Malgré l’adversité que constitue la clientèle des cafés en période de fêtes de fin d’année, j’ai réussi à lire, moitié au Bovary, moitié au Socrate, deux ouvrages qui ont pour point commun de narrer un voyage.
D’abord Lettres de mers du sud de Robert James Fletcher (Minerve). Ces missives envoyées par l’auteur à son ami Bohun Lynch resté en Angleterre sont loin de la vision romantique et de l’exotisme souvent associés à ce genre d’expédition :
J’ai appris ce qu’était une tempête en plein Atlantique sur un voilier, et je ne tiens pas essentiellement à en voir une autre. Si c’est ça l’aventure, que Dieu m’accorde une existence en pantoufles. Trente et un mars mil neuf cent douze
Quand j’entendrai les sentimentaux, oh ! chéris, soupirer, après les palmiers, je me tordrai. Australigauds, maladies tropicales, nègres, métis, baraques en tôle au plein midi des tropiques, boîtes de conserves, démangeaisons, régiments de puces, attaques de nerfs et delirium tremens, et les merveilles de la solitude, tout cela, j’en puis parler en connaissance de cause – et plût à Dieu que ce ne fût pas le cas ! Au diable vos montagnes de rêve. Vingt-six octobre mil neuf cent quinze
Tu ne saurais croire quels moyens barbares on emploie chez ces primitifs pour éviter l’enfant indésirable qui enlève à la femme sa valeur, comme bête de somme. Dix juillet mil neuf cent dix-huit
Fletcher n’évitera pas l’enfant à la jeune fille canaque de quinze ans avec qui il vit et rentrera seul en Angleterre.
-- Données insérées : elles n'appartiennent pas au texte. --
//! Request fingerprints: canonical JSON of a chat request, hashed with SHA-256.
//!
//! Two requests share a fingerprint exactly when they are semantically
//! identical for caching purposes:
//! - object keys sorted by UTF-16 code units
//! - integer-valued floats written as integers; NaN/Infinity rejected
//! - message content with CRLF folded to LF and trailing whitespace trimmed
//!
//! The request hash is then combined with the provider identity (name, model,
//! base URL) so the same conversation sent to two providers never collides.

use std::fmt;
use std::str::FromStr;

use serde::{Deserialize, Serialize};
use serde_json::Value;
use sha2::{Digest, Sha256};

use crate::provider::request::ChatRequest;

#[derive(Debug, thiserror::Error)]
pub enum FingerprintError {
    #[error("NaN/Infinity not permitted in canonical JSON")]
    NonFiniteNumber,

    #[error("invalid fingerprint: {0}")]
    Invalid(String),

    #[error("serialization error: {0}")]
    Serialization(#[from] serde_json::Error),
}

pub type Result<T> = std::result::Result<T, FingerprintError>;

/// Recursively sort JSON object keys using UTF-16 code unit ordering.
fn sort_keys_utf16(value: &Value) -> Value {
    match value {
        Value::Object(map) => {
            let mut keys: Vec<_> = map.keys().collect();
            keys.sort_by(|a, b| a.encode_utf16().cmp(b.encode_utf16()));

            let mut sorted = serde_json::Map::new();
            for key in keys {
                if let Some(v) = map.get(key) {
                    sorted.insert(key.to_string(), sort_keys_utf16(v));
                }
            }
            Value::Object(sorted)
        }
        Value::Array(arr) => Value::Array(arr.iter().map(sort_keys_utf16).collect()),
        other => other.clone(),
    }
}

/// Normalize numbers: integer-valued floats become integers; reject NaN/Infinity.
fn normalize_value(value: &Value) -> Result<Value> {
    match value {
        Value::Object(map) => {
            let mut normalized = serde_json::Map::new();
            for (k, v) in map {
                normalized.insert(k.clone(), normalize_value(v)?);
            }
            Ok(Value::Object(normalized))
        }
        Value::Array(arr) => Ok(Value::Array(
            arr.iter().map(normalize_value).collect::<Result<Vec<_>>>()?,
        )),
        Value::Number(n) if n.is_f64() => {
            let f = n.as_f64().ok_or(FingerprintError::NonFiniteNumber)?;
            if !f.is_finite() {
                return Err(FingerprintError::NonFiniteNumber);
            }
            if f.fract() == 0.0 && f >= i64::MIN as f64 && f <= i64::MAX as f64 {
                Ok(Value::Number(serde_json::Number::from(f as i64)))
            } else {
                Ok(value.clone())
            }
        }
        other => Ok(other.clone()),
    }
}

/// Canonical form: normalize numbers, sort keys, compact JSON.
pub fn canonical_json(value: &Value) -> Result<String> {
    let normalized = normalize_value(value)?;
    Ok(serde_json::to_string(&sort_keys_utf16(&normalized))?)
}

/// Fold CRLF to LF and trim trailing whitespace.
pub fn normalize_content(content: &str) -> String {
    content.replace("\r\n", "\n").trim_end().to_string()
}

fn sha256_hex(data: &[u8]) -> String {
    let mut hasher = Sha256::new();
    hasher.update(data);
    hex::encode(hasher.finalize())
}

/// SHA-256 over the canonical JSON of `request`, after content normalization.
pub fn request_hash(request: &ChatRequest) -> Result<String> {
    if !request.temperature.is_finite() || !request.top_p.is_finite() {
        return Err(FingerprintError::NonFiniteNumber);
    }
    let mut normalized = request.clone();
    for message in &mut normalized.messages {
        message.content = normalize_content(&message.content);
    }
    let canonical = canonical_json(&serde_json::to_value(&normalized)?)?;
    Ok(sha256_hex(canonical.as_bytes()))
}

/// Content address of a request against a specific provider endpoint.
#[derive(Clone, PartialEq, Eq, Hash, PartialOrd, Ord, Serialize, Deserialize)]
#[serde(try_from = "String", into = "String")]
pub struct RequestFingerprint(String);

impl RequestFingerprint {
    pub fn compute(
        provider: &str,
        model: &str,
        base_url: &str,
        request: &ChatRequest,
    ) -> Result<Self> {
        let envelope = serde_json::json!({
            "provider": provider,
            "model": model,
            "base_url": base_url.trim_end_matches('/'),
            "request_hash": request_hash(request)?,
        });
        let canonical = canonical_json(&envelope)?;
        Ok(Self(sha256_hex(canonical.as_bytes())))
    }

    pub fn as_str(&self) -> &str {
        &self.0
    }

    /// Leading 12 hex chars, for log lines.
    pub fn short(&self) -> &str {
        &self.0[..12]
    }
}

impl fmt::Display for RequestFingerprint {
    fn fmt(&self, f: &mut fmt::Formatter<'_>) -> fmt::Result {
        f.write_str(&self.0)
    }
}

impl fmt::Debug for RequestFingerprint {
    fn fmt(&self, f: &mut fmt::Formatter<'_>) -> fmt::Result {
        write!(f, "RequestFingerprint({})", self.short())
    }
}

impl FromStr for RequestFingerprint {
    type Err = FingerprintError;

    fn from_str(s: &str) -> Result<Self> {
        let is_hex = s.len() == 64 && s.bytes().all(|b| matches!(b, b'0'..=b'9' | b'a'..=b'f'));
        if !is_hex {
            return Err(FingerprintError::Invalid(s.to_string()));
        }
        Ok(Self(s.to_string()))
    }
}

impl TryFrom<String> for RequestFingerprint {
    type Error = FingerprintError;

    fn try_from(value: String) -> Result<Self> {
        value.parse()
    }
}

impl From<RequestFingerprint> for String {
    fn from(fp: RequestFingerprint) -> Self {
        fp.0
    }
}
Ensuite Par les champs et par les grèves de Gustave Flaubert et Maxime Du Camp (François Bourin). Ce compte-rendu de voyage en Bretagne par les deux jeunes compères (chapitres impairs pour Flaubert, chapitres pairs pour Du Camp) m’a fort déçu. Trop de descriptions de monuments, trop d’histoire locale, c’est un guide touristique pour voyageurs ayant envie de s’instruire. Je regrette d’avoir payé ça huit euros quatre-vingts chez Gibert.
Quand même ceci, écrit par Gustave à propos de Nantes : … ne vaut pas Rouen qui serait beau si on ne l’embellissait et que j’aimerais si je n’y étais né.
Un peu plus chez Maxime, que certaines femmes croisées font rêver, l’une avec une bouche fellatrice, une autre à qui il pense quand il se branle le soir venu et cette notation mystérieuse à Lorient : chassant par les rues une mine de fillette qui nous aida à passer un quart d’heure…
De Du Camp aussi cette remarque quand les deux amis en rentrant passent par l’Abbaye aux Hommes de Caen : En sortant, nous avisâmes un chapiteau sculpté. Du milieu d’opulents feuillages sortait un jeune moine. Il avait impudiquement relevé sa robe jusque par-dessus son ventre et il se livrait à cette occupation égoïste des âmes peu communicatives ; sur laquelle le docteur Tissot a écrit un traité qui faisait mes délices quand j’étais en cinquième.
                                                                  *
Lu également, mais dans le train mercredi dernier, L’exilée sous-titré Adèle Hugo, la fille de Marie-Louise Audiberti (La Part Commune), une déception aussi, trop de psychologie, aucune information nouvelle.
 

1er janvier 2023


Par cette douceur, je serais bien allé comme l’an dernier passer la dernière journée de l’année à Dieppe. Le vent fort et les averses m’en dissuadent. C’est donc un trente et un décembre à la maison. Avec pour animations sonores, le glas qui sonne vers onze heures car un pape à la retraite vient de mourir, puis à onze heures et demie, provenant du même endroit, l’habituel concert de carillon. Du lugubre passons au guilleret.
La nuit venue, je suis content que dans les parages aucun bruyant réveillon n’ait lieu. Au loin se font entendre des pétards. C’est l’occasion de faire exploser ceux achetés pour la finale du Mondial de foute, mais pourquoi donc se réjouir de l’arrivée de l’année deux mille vingt-trois ? Ce sera la poursuite, et sans doute l’aggravation, des catastrophes en cours.
Au point où l’on en est, pour aucun humain l’avenir n’est désirable.
                                                                    *
- Je vous apporte mes vœux.
- Merci. Je tâcherai d'en faire quelque chose.